> [Data to process]
//! Probes: the upstream event channel.
//!
//! Events raised by a pipe walk the probe chain attached at its
//! construction, nearest probe first. Each probe either consumes the
//! event or forwards it to its parent. Probes are immutable once
//! attached. A chain that exhausts without handling falls back to the
//! `log` facade, so no event is ever lost silently.

use std::sync::Arc;

use crate::upipe::Upipe;
use crate::uref::Uref;

/// Shared handle to a probe.
pub type UprobeRef = Arc<dyn Uprobe>;

/// Events travelling upstream through the probe chain.
#[derive(Debug)]
pub enum Event<'a> {
    /// The pipe is ready to process records.
    Ready,
    /// The pipe is being destroyed; thrown before sub-resources go.
    Dead,
    /// Allocation failed inside the pipe.
    AllocError,
    /// A watcher could not be created or started.
    UpumpError,
    /// Reading `uri` failed.
    ReadEnd(Option<&'a str>),
    /// The source reached the end of its flow.
    SourceEnd,
    /// The pipe needs a record manager before it can proceed.
    NeedUrefMgr,
    /// The pipe needs an event loop before it can proceed.
    NeedUpumpMgr,
    /// The pipe needs a buffer manager for the given flow definition.
    NeedUbufMgr(&'a Uref),
    /// A split source discovered an elementary stream.
    SplitAddFlow(u64, &'a Uref),
    /// A split source lost an elementary stream.
    SplitDelFlow(u64),
}

impl Event<'_> {
    /// Event name, for logs.
    pub fn name(&self) -> &'static str {
        match self {
            Self::Ready => "ready",
            Self::Dead => "dead",
            Self::AllocError => "alloc_error",
            Self::UpumpError => "upump_error",
            Self::ReadEnd(_) => "read_end",
            Self::SourceEnd => "source_end",
            Self::NeedUrefMgr => "need_uref_mgr",
            Self::NeedUpumpMgr => "need_upump_mgr",
            Self::NeedUbufMgr(_) => "need_ubuf_mgr",
            Self::SplitAddFlow(..) => "split_add_flow",
            Self::SplitDelFlow(_) => "split_del_flow",
        }
    }
}

/// Outcome of delivering an event to one probe.
#[derive(Debug, Clone, Copy, PartialEq, Eq)]
pub enum ProbeResult {
    /// The probe consumed the event.
    Handled,
    /// Pass the event to the parent probe.
    Forward,
}

/// The probe contract.
pub trait Uprobe: Send + Sync {
    /// Handles or forwards one event raised by `pipe`.
    fn on_event(&self, pipe: &dyn Upipe, event: &Event<'_>) -> ProbeResult;

    /// Parent probe, when chained.
    fn next(&self) -> Option<&UprobeRef> {
        None
    }
}

/// Throws an event through `pipe`'s probe chain.
pub fn throw(pipe: &dyn Upipe, event: &Event<'_>) {
    let mut current = Arc::clone(pipe.probe());
    loop {
        match current.on_event(pipe, event) {
            ProbeResult::Handled => return,
            ProbeResult::Forward => match current.next().cloned() {
                Some(parent) => current = parent,
                None => {
                    log::error!(
                        "unhandled event {} from pipe {:08x}",
                        event.name(),
                        pipe.signature()
                    );
                    return;
                }
            },
        }
    }
}

pub fn throw_ready(pipe: &dyn Upipe) {
    throw(pipe, &Event::Ready);
}

pub fn throw_dead(pipe: &dyn Upipe) {
    throw(pipe, &Event::Dead);
}

pub fn throw_alloc_error(pipe: &dyn Upipe) {
    throw(pipe, &Event::AllocError);
}

pub fn throw_upump_error(pipe: &dyn Upipe) {
    throw(pipe, &Event::UpumpError);
}

pub fn throw_read_end(pipe: &dyn Upipe, uri: Option<&str>) {
    throw(pipe, &Event::ReadEnd(uri));
}

pub fn throw_source_end(pipe: &dyn Upipe) {
    throw(pipe, &Event::SourceEnd);
}

pub fn throw_need_uref_mgr(pipe: &dyn Upipe) {
    throw(pipe, &Event::NeedUrefMgr);
}

pub fn throw_need_upump_mgr(pipe: &dyn Upipe) {
    throw(pipe, &Event::NeedUpumpMgr);
}

pub fn throw_need_ubuf_mgr(pipe: &dyn Upipe, flow_def: &Uref) {
    throw(pipe, &Event::NeedUbufMgr(flow_def));
}

pub fn split_throw_add_flow(pipe: &dyn Upipe, id: u64, flow_def: &Uref) {
    throw(pipe, &Event::SplitAddFlow(id, flow_def));
}

pub fn split_throw_del_flow(pipe: &dyn Upipe, id: u64) {
    throw(pipe, &Event::SplitDelFlow(id));
}

/// Root probe: consumes every event, logging it at a level matching its
/// severity. Attach it at the end of every chain so errors surface on
/// standard error through the `log` facade.
pub struct LogProbe {
    next: Option<UprobeRef>,
}

impl LogProbe {
    pub fn new() -> UprobeRef {
        Arc::new(Self { next: None })
    }

    /// A logging probe that forwards nothing but still chains, for use in
    /// the middle of a chain.
    pub fn with_next(next: UprobeRef) -> UprobeRef {
        Arc::new(Self { next: Some(next) })
    }
}

impl Uprobe for LogProbe {
    fn on_event(&self, pipe: &dyn Upipe, event: &Event<'_>) -> ProbeResult {
        let sig = pipe.signature();
        match event {
            Event::Ready | Event::Dead => {
                log::debug!("pipe {sig:08x}: {}", event.name());
            }
            Event::SplitAddFlow(id, flow_def) => {
                log::info!(
                    "pipe {sig:08x}: flow {id} added: {}",
                    crate::dump::uref_json(flow_def)
                );
            }
            Event::SplitDelFlow(id) => {
                log::info!("pipe {sig:08x}: flow {id} deleted");
            }
            Event::SourceEnd => {
                log::info!("pipe {sig:08x}: end of source");
            }
            Event::ReadEnd(uri) => {
                log::warn!("pipe {sig:08x}: read end on {}", uri.unwrap_or("<none>"));
            }
            Event::AllocError
            | Event::UpumpError
            | Event::NeedUrefMgr
            | Event::NeedUpumpMgr
            | Event::NeedUbufMgr(_) => {
                log::error!("pipe {sig:08x}: {}", event.name());
            }
        }
        ProbeResult::Handled
    }

    fn next(&self) -> Option<&UprobeRef> {
        self.next.as_ref()
    }
}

> [What needs to be done] Only the lines containing the string "forwards" are needed; pull them out of the records.

> [Written answer]
//! event or forwards it to its parent. Probes are immutable once
    /// Handles or forwards one event raised by `pipe`.
    /// A logging probe that forwards nothing but still chains, for use in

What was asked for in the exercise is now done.